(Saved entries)
_ _ _ _

impl AppConfig {
    /// Creates a new configuration with defaults for the optional fields
    pub fn new(
        database_url: String,
        jwt_secret: String,
        jwt_expiration: usize,
        host: String,
        port: u16,
        environment: String,
    ) -> Self {
        Self {
            database_url,
            jwt_secret,
            jwt_expiration,
            host,
            port,
            environment,
            log_level: default_log_level(),
            log_json: false,
            auto_migrate: false,
            cors_allowed_origins: None,
            cors_allow_any_origin: false,
            cors_allow_credentials: false,
            db_max_connections: default_db_max_connections(),
            db_min_connections: default_db_min_connections(),
            db_connect_timeout_secs: default_db_connect_timeout_secs(),
            db_idle_timeout_secs: default_db_idle_timeout_secs(),
            db_acquire_timeout_secs: default_db_acquire_timeout_secs(),
            request_timeout_secs: default_request_timeout_secs(),
            event_channel_capacity: default_event_channel_capacity(),
            default_currency: default_currency(),
            auth_issuer: default_auth_issuer(),
            auth_audience: default_auth_audience(),
            admin_username: default_admin_username(),
            admin_email: default_admin_email(),
            admin_password: None,
        }
    }

    /// Checks if running in production environment
    pub fn is_production(&self) -> bool {
        self.environment.eq_ignore_ascii_case("production")
    }

    /// Checks if running in development environment
    pub fn is_development(&self) -> bool {
        self.environment.eq_ignore_ascii_case("development")
    }

    /// Returns true if explicit CORS origins are configured
    pub fn has_cors_allowed_origins(&self) -> bool {
        self.cors_allowed_origins
            .as_ref()
            .map(|raw| raw.split(',').any(|origin| !origin.trim().is_empty()))
            .unwrap_or(false)
    }

    /// Whether we should fall back to permissive CORS
    pub fn should_allow_permissive_cors(&self) -> bool {
        self.is_development() || self.cors_allow_any_origin
    }

    fn validate_additional_constraints(&self) -> Result<(), ValidationErrors> {
        let mut errors = ValidationErrors::new();

        if !self.should_allow_permissive_cors() && !self.has_cors_allowed_origins() {
            let mut err = ValidationError::new("cors_allowed_origins_required");
            err.message = Some(
                "Set APP__CORS_ALLOWED_ORIGINS for non-development environments or explicitly opt-in via APP__CORS_ALLOW_ANY_ORIGIN=true".into(),
            );
            errors.add("cors_allowed_origins", err);
        }

        if !self.is_development() && self.jwt_secret.trim() == DEV_DEFAULT_JWT_SECRET {
            let mut err = ValidationError::new("jwt_secret_default_dev");
            err.message = Some(
                "The bundled development JWT secret must not be used outside development. Set APP__JWT_SECRET to a unique, secure value."
                    .into(),
            );
            errors.add("jwt_secret", err);
        }

        if errors.errors().is_empty() {
            Ok(())
        } else {
            Err(errors)
        }
    }

    /// Gets log level reference
    pub fn log_level(&self) -> &str {
        &self.log_level
    }
}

_ _ _ _

Set down each entry again, unchanged.

impl AppConfig {
    /// Creates a new configuration with defaults for the optional fields
    pub fn new(
        database_url: String,
        jwt_secret: String,
        jwt_expiration: usize,
        host: String,
        port: u16,
        environment: String,
    ) -> Self {
        Self {
            database_url,
            jwt_secret,
            jwt_expiration,
            host,
            port,
            environment,
            log_level: default_log_level(),
            log_json: false,
            auto_migrate: false,
            cors_allowed_origins: None,
            cors_allow_any_origin: false,
            cors_allow_credentials: false,
            db_max_connections: default_db_max_connections(),
            db_min_connections: default_db_min_connections(),
            db_connect_timeout_secs: default_db_connect_timeout_secs(),
            db_idle_timeout_secs: default_db_idle_timeout_secs(),
            db_acquire_timeout_secs: default_db_acquire_timeout_secs(),
            request_timeout_secs: default_request_timeout_secs(),
            event_channel_capacity: default_event_channel_capacity(),
            default_currency: default_currency(),
            auth_issuer: default_auth_issuer(),
            auth_audience: default_auth_audience(),
            admin_username: default_admin_username(),
            admin_email: default_admin_email(),
            admin_password: None,
        }
    }

    /// Checks if running in production environment
    pub fn is_production(&self) -> bool {
        self.environment.eq_ignore_ascii_case("production")
    }

    /// Checks if running in development environment
    pub fn is_development(&self) -> bool {
        self.environment.eq_ignore_ascii_case("development")
    }

    /// Returns true if explicit CORS origins are configured
    pub fn has_cors_allowed_origins(&self) -> bool {
        self.cors_allowed_origins
            .as_ref()
            .map(|raw| raw.split(',').any(|origin| !origin.trim().is_empty()))
            .unwrap_or(false)
    }

    /// Whether we should fall back to permissive CORS
    pub fn should_allow_permissive_cors(&self) -> bool {
        self.is_development() || self.cors_allow_any_origin
    }

    fn validate_additional_constraints(&self) -> Result<(), ValidationErrors> {
        let mut errors = ValidationErrors::new();

        if !self.should_allow_permissive_cors() && !self.has_cors_allowed_origins() {
            let mut err = ValidationError::new("cors_allowed_origins_required");
            err.message = Some(
                "Set APP__CORS_ALLOWED_ORIGINS for non-development environments or explicitly opt-in via APP__CORS_ALLOW_ANY_ORIGIN=true".into(),
            );
            errors.add("cors_allowed_origins", err);
        }

        if !self.is_development() && self.jwt_secret.trim() == DEV_DEFAULT_JWT_SECRET {
            let mut err = ValidationError::new("jwt_secret_default_dev");
            err.message = Some(
                "The bundled development JWT secret must not be used outside development. Set APP__JWT_SECRET to a unique, secure value."
                    .into(),
            );
            errors.add("jwt_secret", err);
        }

        if errors.errors().is_empty() {
            Ok(())
        } else {
            Err(errors)
        }
    }

    /// Gets log level reference
    pub fn log_level(&self) -> &str {
        &self.log_level
    }
}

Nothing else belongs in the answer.